If you are aggregating Single Cell 3' Gene Expression with Cell Multiplexing v3.1 samples with other chemistries (Single Cell 3’ v2, 5’ v2, etc.), the data can be treated similarly to Single Cell 3' v3.1 chemistry. For example, we recommend using chemistry batch correction when aggregating Single Cell 3’ v3.1 with v2 chemistry (see this article for more information about aggregating data from different chemistries).
When combining data from multiple GEM wells, the cellranger aggr pipeline automatically equalizes the average read depth per cell between groups before merging. This approach avoids artifacts that may be introduced due to differences in sequencing depth. It is possible to turn off normalization or change the way normalization is done. The
none option may be appropriate if you want to maximize sensitivity and plan to handle depth normalization in a downstream step.
There are two normalization modes:
none: Do not normalize at all.
mapped (Default): For each library type, subsample reads from higher-depth GEM wells until they all have, on average, an equal number of reads per cell that are confidently mapped to the transcriptome (Gene Expression) or assigned to known features (Feature Barcode Technology). If Targeted Gene Expression libraries are included, then normalization is performed on the basis of average reads per cell mapped confidently to the targeted transcriptome. The subsampling rates for Targeted Gene Expression libraries are all multiplied by 2 (provided all samples can achieve that depth). This is consistent with sequencing depth recommendations and is also done to avoid removing large fractions of reads from targeted libraries whenever they are combined with whole transcriptome libraries.

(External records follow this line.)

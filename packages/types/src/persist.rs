//! Per-route persistence definitions.

use serde::{Deserialize, Serialize};

/// Describes whether, where, and how a route persists or loads its body.
///
/// `name` is a template. It is resolved against each request and the
/// resolved form is never written back here, so one spec can be shared by
/// every request hitting the route.
#[derive(Debug, Clone, Serialize, Deserialize, Default, PartialEq, Eq)]
#[serde(rename_all = "camelCase", default)]
pub struct PersistSpec {
    /// File name template, relative to the sandbox root. Empty disables
    /// persistence for the route.
    pub name: String,

    /// Remove the file instead of writing the response body to it.
    pub delete: bool,

    /// Appended to a loaded body when it is rendered.
    #[serde(skip_serializing_if = "String::is_empty")]
    pub body_append: String,

    /// Fallback used when the file is missing on load.
    pub not_found: NotFound,
}

impl PersistSpec {
    pub fn named(name: impl Into<String>) -> Self {
        Self {
            name: name.into(),
            ..Default::default()
        }
    }

    pub fn deleting(name: impl Into<String>) -> Self {
        Self {
            name: name.into(),
            delete: true,
            ..Default::default()
        }
    }

    pub fn with_body_append(mut self, append: impl Into<String>) -> Self {
        self.body_append = append.into();
        self
    }

    pub fn with_not_found(mut self, not_found: NotFound) -> Self {
        self.not_found = not_found;
        self
    }

    pub fn is_enabled(&self) -> bool {
        !self.name.is_empty()
    }
}

/// Response data substituted when a persisted body cannot be located.
///
/// Zero values mean "not configured": an empty body keeps the default
/// `Not Found` text and a zero status code keeps 404.
#[derive(Debug, Clone, Serialize, Deserialize, Default, PartialEq, Eq)]
#[serde(rename_all = "camelCase", default)]
pub struct NotFound {
    pub body: String,

    #[serde(skip_serializing_if = "String::is_empty")]
    pub body_append: String,

    pub status_code: u16,
}

impl NotFound {
    pub fn new(body: impl Into<String>, status_code: u16) -> Self {
        Self {
            body: body.into(),
            body_append: String::new(),
            status_code,
        }
    }

    pub fn with_body_append(mut self, append: impl Into<String>) -> Self {
        self.body_append = append.into();
        self
    }

    /// Configured status code, if any.
    pub fn status_override(&self) -> Option<u16> {
        (self.status_code != 0).then_some(self.status_code)
    }
}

Each GEM well is a physically distinct set of GEM partitions, but draws barcode sequences randomly from the pool of valid barcodes, known as the barcode whitelist. To keep the barcodes unique when aggregating multiple libraries, we append a small integer identifying the GEM well to the barcode nucleotide sequence, and use that nucleotide sequence plus ID as the unique identifier in the feature-barcode matrix. For example,
AGACCATTGAGACTTA-2 are distinct cell barcodes from different GEM wells, despite having the same barcode nucleotide sequence.
This number, which indicates which GEM well the barcode sequence came from, is called the GEM well suffix. The numbering of the GEM wells will reflect the order that the GEM wells were provided in the Aggregation CSV.